KODE IKLAN DFP 1 Kisah Biografi Sejarah Usaha Cut Nyak Dien Pendekar Nasional Perempuan Asal Aceh | Ruang Belajar siswa kelas 10

Kisah Biografi Sejarah Usaha Cut Nyak Dien Pendekar Nasional Perempuan Asal Aceh

KODE IKLAN 200x200
KODE IKLAN 336x280
Kisah Biografi Sejarah Perjuangan Cut Nyak Dien Pahlawan Nasional Wanita Asal Aceh Kisah Biografi Sejarah Perjuangan Cut Nyak Dien Pahlawan Nasional Wanita Asal Aceh
Kisah Biografi Sejarah Perjuangan Cut Nyak Dien Pahlawan Nasional Wanita Asal Aceh Kisah Biografi Sejarah Perjuangan Cut Nyak Dien Pahlawan Nasional Wanita Asal Aceh Kisah Biografi Sejarah Perjuangan Cut Nyak Dien Pahlawan Nasional Wanita Asal Aceh

Cut Nyak Dien yakni Seorang Pahlawan Nasional Wanita Indonesia dari Aceh yang berjuang
melawan penjajahan Belanda pada masa Perang Aceh.

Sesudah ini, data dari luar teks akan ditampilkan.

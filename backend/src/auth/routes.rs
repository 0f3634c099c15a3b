use actix_web::{HttpResponse, web};
use log::error;
use serde_json::json;
use shared::{LoginRequest, LoginResponse};

use super::AdminCredentials;
use super::jwt::JwtService;
use super::models::VerifyRequest;

pub async fn admin_login(
    credentials: web::Data<AdminCredentials>,
    jwt_service: web::Data<JwtService>,
    request: web::Json<LoginRequest>,
) -> HttpResponse {
    if !credentials.matches(&request.password) {
        return HttpResponse::Unauthorized().json(LoginResponse {
            success: false,
            message: "Invalid password".to_string(),
            token: None,
        });
    }

    match jwt_service.generate_admin_token() {
        Ok(token) => HttpResponse::Ok().json(LoginResponse {
            success: true,
            message: "Login successful".to_string(),
            token: Some(token),
        }),
        Err(err) => {
            error!("Failed to issue admin token: {err}");
            HttpResponse::InternalServerError().json(json!({
                "error": "Failed to issue token"
            }))
        }
    }
}

pub async fn verify_admin(
    jwt_service: web::Data<JwtService>,
    request: web::Json<VerifyRequest>,
) -> HttpResponse {
    let valid = jwt_service.verify_admin_token(&request.token).is_ok();
    HttpResponse::Ok().json(json!({ "valid": valid }))
}
use shared::{Recommendation, Treatment};

use crate::detect::DetectionResult;
use crate::detect::cloud::GeminiVision;
use crate::taxonomy::normalize::canonical_key;
use crate::taxonomy::{DEFAULT_KEY, TaxonomyStore};

/// Produces the treatment recommendation for a detection. The cloud path
/// tries generative enrichment first; everything else, and every enrichment
/// failure, resolves through the taxonomy. A recommendation always comes back.
pub async fn recommend(
    taxonomy: &TaxonomyStore,
    enrichment: Option<&GeminiVision>,
    detection: &DetectionResult,
) -> Recommendation {
    if let (Some(vision), Some(crop_type)) = (enrichment, detection.crop_type.as_deref()) {
        if let Some(recommendation) = vision
            .detailed_recommendations(&detection.raw_label, crop_type)
            .await
        {
            return recommendation;
        }
        log::info!(
            "Enrichment unavailable for \"{}\", using taxonomy lookup",
            detection.raw_label
        );
    }

    let key = canonical_key(&detection.raw_label, taxonomy);
    log::info!(
        "Resolved \"{}\" to taxonomy key \"{key}\"",
        detection.raw_label
    );
    lookup(taxonomy, &key)
}

/// Taxonomy lookup with layered fallback: the entry itself, then the store's
/// "default" entry, then the in-code generic recommendation.
pub fn lookup(taxonomy: &TaxonomyStore, key: &str) -> Recommendation {
    taxonomy
        .entry(key)
        .or_else(|| taxonomy.entry(DEFAULT_KEY))
        .cloned()
        .unwrap_or_else(generic_fallback)
}

fn generic_fallback() -> Recommendation {
    Recommendation {
        chemical: Treatment {
            name: "Consult Agricultural Expert".to_string(),
            active_ingredient: None,
            description: Some(
                "Disease detected but specific treatment not in database.".to_string(),
            ),
            application_steps: Some(
                "Please consult with your local agricultural officer.".to_string(),
            ),
            where_to_buy: Some("Local agricultural store".to_string()),
            precautions: None,
            ingredients: None,
            effectiveness: None,
        },
        organic: Treatment {
            name: "Neem Oil".to_string(),
            active_ingredient: None,
            description: Some(
                "General organic pesticide for various plant diseases.".to_string(),
            ),
            application_steps: Some(
                "Dilute 5ml per liter of water and spray early morning.".to_string(),
            ),
            where_to_buy: Some("Local agricultural store".to_string()),
            precautions: None,
            ingredients: None,
            effectiveness: None,
        },
        preventive_measures: vec![
            "Maintain proper spacing between plants".to_string(),
            "Ensure good air circulation".to_string(),
            "Water at the base of plants, not on leaves".to_string(),
            "Remove infected plant parts immediately".to_string(),
        ],
    }
}

#[cfg(test)]
mod tests {
    use super::*;
    use std::collections::{BTreeMap, HashMap};

    fn entry(name: &str) -> Recommendation {
        Recommendation {
            chemical: Treatment {
                name: format!("{name} chemical"),
                active_ingredient: None,
                description: None,
                application_steps: None,
                where_to_buy: None,
                precautions: None,
                ingredients: None,
                effectiveness: None,
            },
            organic: Treatment {
                name: format!("{name} organic"),
                active_ingredient: None,
                description: None,
                application_steps: None,
                where_to_buy: None,
                precautions: None,
                ingredients: None,
                effectiveness: None,
            },
            preventive_measures: vec![format!("{name} prevention")],
        }
    }

    #[test]
    fn known_key_returns_its_entry() {
        let mut diseases = BTreeMap::new();
        diseases.insert("rust".to_string(), entry("rust"));
        diseases.insert(DEFAULT_KEY.to_string(), entry("default"));
        let store = TaxonomyStore::new(diseases, HashMap::new());

        assert_eq!(lookup(&store, "rust").chemical.name, "rust chemical");
    }

    #[test]
    fn missing_key_falls_back_to_store_default() {
        let mut diseases = BTreeMap::new();
        diseases.insert(DEFAULT_KEY.to_string(), entry("default"));
        let store = TaxonomyStore::new(diseases, HashMap::new());

        assert_eq!(
            lookup(&store, "anthracnose").chemical.name,
            "default chemical"
        );
    }

    #[test]
    fn absent_default_still_yields_a_complete_recommendation() {
        let store = TaxonomyStore::new(BTreeMap::new(), HashMap::new());
        let recommendation = lookup(&store, DEFAULT_KEY);

        assert!(!recommendation.chemical.name.is_empty());
        assert!(!recommendation.organic.name.is_empty());
        assert_eq!(recommendation.preventive_measures.len(), 4);
    }
}
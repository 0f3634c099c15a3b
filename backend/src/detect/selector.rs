use std::path::Path;

#[derive(Debug, Clone, Copy, PartialEq, Eq)]
pub enum StrategyKind {
    Cloud,
    Local,
    Detector,
}

impl StrategyKind {
    pub fn as_str(&self) -> &'static str {
        match self {
            StrategyKind::Cloud => "cloud",
            StrategyKind::Local => "local",
            StrategyKind::Detector => "detector",
        }
    }
}

/// How the active backend is reported to callers. Decoupled from
/// `StrategyKind` because hybrid mode deliberately presents the cloud
/// strategy under the local classifier's identity.
#[derive(Debug, Clone, Copy, PartialEq, Eq)]
pub enum PresentedIdentity {
    Cloud,
    Local,
    Detector,
}

impl PresentedIdentity {
    pub fn as_str(&self) -> &'static str {
        match self {
            PresentedIdentity::Cloud => "cloud",
            PresentedIdentity::Local => "local",
            PresentedIdentity::Detector => "detector",
        }
    }

    pub fn display_name(&self) -> &'static str {
        match self {
            PresentedIdentity::Cloud => "Gemini Vision",
            PresentedIdentity::Local => "Custom Model",
            PresentedIdentity::Detector => "Object Detector",
        }
    }
}

/// Computed once at process start and immutable afterwards.
#[derive(Debug, Clone, Copy)]
pub struct BackendDescriptor {
    pub strategy: StrategyKind,
    pub presented_identity: PresentedIdentity,
}

pub fn cloud_available() -> bool {
    std::env::var("GEMINI_API_KEY")
        .map(|key| !key.trim().is_empty())
        .unwrap_or(false)
}

pub fn local_available(checkpoint: &Path) -> bool {
    checkpoint.exists()
}

/// Decides the authoritative detection strategy. Priority order, first match
/// wins; when both cloud and local are available the cloud result is
/// presented under the local classifier's identity (hybrid mode).
pub fn select_backend(cloud_available: bool, local_available: bool) -> BackendDescriptor {
    let descriptor = match (cloud_available, local_available) {
        (true, true) => BackendDescriptor {
            strategy: StrategyKind::Cloud,
            presented_identity: PresentedIdentity::Local,
        },
        (true, false) => BackendDescriptor {
            strategy: StrategyKind::Cloud,
            presented_identity: PresentedIdentity::Cloud,
        },
        (false, true) => BackendDescriptor {
            strategy: StrategyKind::Local,
            presented_identity: PresentedIdentity::Local,
        },
        (false, false) => BackendDescriptor {
            strategy: StrategyKind::Detector,
            presented_identity: PresentedIdentity::Detector,
        },
    };

    log::info!(
        "Active detection strategy: {} (presented as {})",
        descriptor.strategy.as_str(),
        descriptor.presented_identity.as_str()
    );
    if descriptor.strategy == StrategyKind::Cloud
        && descriptor.presented_identity == PresentedIdentity::Local
    {
        log::info!("Hybrid mode: cloud vision answers, reported as the custom model");
    }

    descriptor
}

#[cfg(test)]
mod tests {
    use super::*;

    #[test]
    fn both_available_masks_cloud_as_local() {
        let descriptor = select_backend(true, true);
        assert_eq!(descriptor.strategy, StrategyKind::Cloud);
        assert_eq!(descriptor.presented_identity, PresentedIdentity::Local);
    }

    #[test]
    fn cloud_only_presents_itself() {
        let descriptor = select_backend(true, false);
        assert_eq!(descriptor.strategy, StrategyKind::Cloud);
        assert_eq!(descriptor.presented_identity, PresentedIdentity::Cloud);
    }

    #[test]
    fn local_only_presents_itself() {
        let descriptor = select_backend(false, true);
        assert_eq!(descriptor.strategy, StrategyKind::Local);
        assert_eq!(descriptor.presented_identity, PresentedIdentity::Local);
    }

    #[test]
    fn neither_available_falls_back_to_detector() {
        let descriptor = select_backend(false, false);
        assert_eq!(descriptor.strategy, StrategyKind::Detector);
        assert_eq!(descriptor.presented_identity, PresentedIdentity::Detector);
    }

    #[test]
    fn selection_is_deterministic() {
        for _ in 0..3 {
            let descriptor = select_backend(true, true);
            assert_eq!(descriptor.strategy, StrategyKind::Cloud);
            assert_eq!(descriptor.presented_identity, PresentedIdentity::Local);
        }
    }
}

Cut Nyak Dien lahir pada tahun 1848 di Aceh Besar di wilayah VI Mukimm, ia terlahir dari kalangan keluarga bangsawan. Ayahnya berjulukan Teuku Nanta Seutia, seorang uleebalang, yang juga memiliki keturunan dari Datuk Makhudum Sati.

Datuk Makhudum Sati tiba ke Aceh pada kala ke 18 ketika kesultanan Aceh diperintah oleh Sultan Jamalul Badrul Munir. Oleh alasannya yakni itu, Ayah dari Cut Nyak Dien merupakan keturunan Minangkabau. Ibu Cut Nyak Dien adalah putri uleebalang Lampagar.

Cut Nyak Dien diakui oleh Presiden Soekarno sebagai Pahlawan Nasional Indonesia melalui SK Presiden RI No.106 Tahun 1964 pada tanggal 2 Mei 1964.

Biodata
Nama Lengkap : Cut Nyak Dien
Tempat Lahir : Lampadang, Kesultanan Aceh
Tahun Lahir : 1848
Meninggal : 6 November 1908. Sumedang, Hindia Belanda
Agama : Islam

Pada masa kecil Cut Nyak Dhien, Ia memperoleh pendidikan agama (yang dididik oleh orang bau tanah ataupun guru agama) dan rumah tangga (memasak, melayani suami, dan yang menyangkut kehidupan sehari-hari yang dididik baik oleh orang tuanya). Banyak pria yang suka pada Cut Nyak Dhien dan berusaha melamarnya. Pada usia 12 tahun, ia sudah dinikahkan oleh orang tuanya pada tahun 1862 dengan Teuku Ibrahim Lamnga, putra dari uleebalang Lamnga XIII. Namun pada tahun 1878 Teuku Ibrahim Lamnga suami dari Cut Nyak Dhien tewas dikarenakan telah gugur dalam perang melawan Belanda di Gle Tarum pada tanggal 29 Juni 1878.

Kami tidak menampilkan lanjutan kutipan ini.